On October 4, 2016, before a capacity audience at the Hoover Institution offices in Washington, DC, leading researchers and university faculty presented their findings on whether alleged business practices that exploit the US patent system impede innovation. Maureen Ohlhausen and Scott Kieff, sitting commissioners of the Federal Trade Commission and International Trade Commission, respectively, also participated in the event.

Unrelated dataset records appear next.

//! Introspection helpers that keep ALTER-based migrations idempotent.

use rusqlite::Connection;

use engram_core::errors::EngramResult;

use crate::to_storage_err;

pub fn table_exists(conn: &Connection, table: &str) -> EngramResult<bool> {
    let count: i64 = conn
        .query_row(
            "SELECT COUNT(*) FROM sqlite_master WHERE type = 'table' AND name = ?1",
            [table],
            |row| row.get(0),
        )
        .map_err(|e| to_storage_err(e.to_string()))?;
    Ok(count > 0)
}

pub fn column_exists(conn: &Connection, table: &str, column: &str) -> EngramResult<bool> {
    let mut stmt = conn
        .prepare(&format!("PRAGMA table_info({table})"))
        .map_err(|e| to_storage_err(e.to_string()))?;
    let mut rows = stmt
        .query([])
        .map_err(|e| to_storage_err(e.to_string()))?;
    while let Some(row) = rows.next().map_err(|e| to_storage_err(e.to_string()))? {
        let name: String = row.get(1).map_err(|e| to_storage_err(e.to_string()))?;
        if name == column {
            return Ok(true);
        }
    }
    Ok(false)
}

pub fn index_exists(conn: &Connection, index: &str) -> EngramResult<bool> {
    let count: i64 = conn
        .query_row(
            "SELECT COUNT(*) FROM sqlite_master WHERE type = 'index' AND name = ?1",
            [index],
            |row| row.get(0),
        )
        .map_err(|e| to_storage_err(e.to_string()))?;
    Ok(count > 0)
}

/// `ALTER TABLE … ADD COLUMN` only when the column is absent.
pub fn add_column_if_missing(
    conn: &Connection,
    table: &str,
    column: &str,
    definition: &str,
) -> EngramResult<()> {
    if !column_exists(conn, table, column)? {
        conn.execute_batch(&format!("ALTER TABLE {table} ADD COLUMN {column} {definition}"))
            .map_err(|e| to_storage_err(e.to_string()))?;
    }
    Ok(())
}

The half-day symposium, “Patent Holdup Theory: Implications for the Courts, Government, and the Legislature,” was organized by Hoover Institution senior fellow Stephen Haber and David Kappos, former director of the US Patent and Trademark Office, and sponsored by the Hoover Institution Working Group on Intellectual Property, Innovation, and Prosperity (Hoover IP²). The symposium’s goal was to provide jurists and law clerks, congressional and federal agencies staff, and others working on intellectual property issues with facts and evidence regarding patent holdup and royalty stacking.

Patent holdup occurs when the holder of a patent that is essential to the production of a product requires an exorbitant licensing fee or changes the terms of the initial licensing agreement solely for the benefit of the patent holder. Royalty stacking occurs when the production of a good requires a large number of patent licenses to be acquired and royalties paid, hence driving up the costs of producing the end product.

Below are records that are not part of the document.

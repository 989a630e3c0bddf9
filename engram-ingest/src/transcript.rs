//! Byte positioning over transcript files. No parsing.

use std::fs::File;
use std::io::{Read, Seek, SeekFrom};
use std::path::Path;

use engram_core::errors::EngramResult;

/// Read everything past `offset`. Returns `None` when the file is missing
/// or has nothing new, otherwise the delta text and the new offset.
pub fn read_delta(path: &Path, offset: u64) -> EngramResult<Option<(String, u64)>> {
    if !path.exists() {
        return Ok(None);
    }

    let mut file = File::open(path)?;
    let len = file.metadata()?.len();
    if len <= offset {
        return Ok(None);
    }

    file.seek(SeekFrom::Start(offset))?;
    let mut buf = Vec::with_capacity((len - offset) as usize);
    file.read_to_end(&mut buf)?;
    if buf.is_empty() {
        return Ok(None);
    }

    let new_offset = offset + buf.len() as u64;
    Ok(Some((String::from_utf8_lossy(&buf).into_owned(), new_offset)))
}

#[cfg(test)]
mod tests {
    use super::*;
    use std::io::Write;

    #[test]
    fn missing_file_yields_none() {
        let dir = tempfile::tempdir().unwrap();
        let path = dir.path().join("absent.jsonl");
        assert!(read_delta(&path, 0).unwrap().is_none());
    }

    #[test]
    fn reads_from_offset_to_eof() {
        let dir = tempfile::tempdir().unwrap();
        let path = dir.path().join("t.jsonl");
        std::fs::write(&path, "hello world").unwrap();

        let (delta, offset) = read_delta(&path, 0).unwrap().unwrap();
        assert_eq!(delta, "hello world");
        assert_eq!(offset, 11);

        assert!(read_delta(&path, offset).unwrap().is_none());

        let mut file = std::fs::OpenOptions::new().append(true).open(&path).unwrap();
        file.write_all(b"!more").unwrap();
        drop(file);

        let (delta, offset) = read_delta(&path, offset).unwrap().unwrap();
        assert_eq!(delta, "!more");
        assert_eq!(offset, 16);
    }

    #[test]
    fn offset_past_eof_yields_none() {
        let dir = tempfile::tempdir().unwrap();
        let path = dir.path().join("t.jsonl");
        std::fs::write(&path, "abc").unwrap();
        assert!(read_delta(&path, 100).unwrap().is_none());
    }
}
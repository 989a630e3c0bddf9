//! Evidence linking facts to the content they came from.

use serde::{Deserialize, Serialize};

/// How directly the source supports the fact.
#[derive(Debug, Clone, Copy, PartialEq, Eq, Serialize, Deserialize)]
#[serde(rename_all = "lowercase")]
pub enum ProvenanceStrength {
    /// Explicit in the source.
    Stated,
    /// Derived from the source.
    Inferred,
}

impl ProvenanceStrength {
    pub fn as_str(&self) -> &'static str {
        match self {
            ProvenanceStrength::Stated => "stated",
            ProvenanceStrength::Inferred => "inferred",
        }
    }

    pub fn parse(s: &str) -> Option<Self> {
        match s {
            "stated" => Some(ProvenanceStrength::Stated),
            "inferred" => Some(ProvenanceStrength::Inferred),
            _ => None,
        }
    }
}

impl Default for ProvenanceStrength {
    fn default() -> Self {
        ProvenanceStrength::Stated
    }
}

/// Evidence row tying a fact to a content item.
#[derive(Debug, Clone, Serialize, Deserialize)]
pub struct Provenance {
    pub id: i64,
    pub fact_id: i64,
    pub content_item_id: Option<i64>,
    pub quote: Option<String>,
    pub attribution_entity_id: Option<i64>,
    pub strength: ProvenanceStrength,
}

/// Insertion payload for a provenance row.
#[derive(Debug, Clone)]
pub struct NewProvenance {
    pub fact_id: i64,
    pub content_item_id: Option<i64>,
    pub quote: Option<String>,
    pub attribution_entity_id: Option<i64>,
    pub strength: ProvenanceStrength,
}

impl NewProvenance {
    pub fn stated(fact_id: i64, content_item_id: Option<i64>) -> Self {
        Self {
            fact_id,
            content_item_id,
            quote: None,
            attribution_entity_id: None,
            strength: ProvenanceStrength::Stated,
        }
    }
}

In opening remarks, Haber, who is the director of Hoover IP², said the symposium would address whether the US patent system allows the owners of intellectual property to engage in patent holdup and royalty stacking, thereby frustrating innovation. He said that the symposium’s goal is to look into the existence of patent holdup and royalty stacking using evidence and reason. He went on to say that when widespread patent holdup occurs in an industry, we should see prices is rising and innovation in the industry stagnating.

Panelists explained that the classical definition of holdup requires guile on the part of the patent holder, who, using opportunistic surprise, deceives those with to whom they grant licenses. It was noted that negotiating for a high licensing fee is not holdup and, further, that exercising market power and engaging in strategic bargaining alone are not indicators of holdup. It was concluded that holdup cannot be a long-run phenomenon, as producers will adapt and innovate.

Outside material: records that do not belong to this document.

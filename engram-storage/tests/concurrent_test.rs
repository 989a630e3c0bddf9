//! Two writer classes sharing one store file, the way the RPC server and a
//! hook invocation do.

use std::sync::Arc;

use engram_core::models::NewFact;
use engram_storage::Store;

#[test]
fn concurrent_handles_on_one_file_all_commit() {
    let dir = tempfile::tempdir().unwrap();
    let db_path = dir.path().join("memory.sqlite3");

    let server = Arc::new(Store::open(&db_path).unwrap());
    let hook = Arc::new(Store::open(&db_path).unwrap());

    let mut handles = Vec::new();
    for (label, store) in [("server", server.clone()), ("hook", hook.clone())] {
        handles.push(std::thread::spawn(move || {
            for i in 0..20 {
                let entity = store
                    .find_or_create_entity("repo", &format!("{label}-{i}"))
                    .unwrap();
                store
                    .transaction_with_retry(|conn| {
                        let mut fact = NewFact::new(entity.id, "convention");
                        fact.object_literal = Some(format!("value-{i}"));
                        engram_storage::queries::fact_ops::insert_fact(conn, &fact)?;
                        Ok(())
                    })
                    .unwrap();
            }
        }));
    }
    for handle in handles {
        handle.join().expect("writer should not panic");
    }

    let count = server
        .read(|conn| {
            conn.query_row("SELECT COUNT(*) FROM facts", [], |row| row.get::<_, i64>(0))
                .map_err(|_| engram_core::EngramError::Payload { field: "count" })
        })
        .unwrap();
    assert_eq!(count, 40);
}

Panelists agreed that monopolistic behavior and patent holdup require government intervention. They added, however, that government response has been muddled and, moreover, that various government agencies, depending on the degree to which they rely on contract law or anti-trust law, have not been clear on when they might intervene.

Data were presented from selected high-tech industries to demonstrate that royalty stacking and patent holdup are not supported by the data. In contrast to the theory, patent-intensive industries, where stacking and holdup are alleged to occur, are characterized by falling real prices and robust innovation.

The concluding advice to legislators, regulators, and jurists was that holdup and stacking are theoretically possible but infrequently (if ever) observed.

The symposium was one of the many offerings by Hoover IP², which examines broad issues of intellectual property rights through a series of conferences and symposiums and by supporting academic research.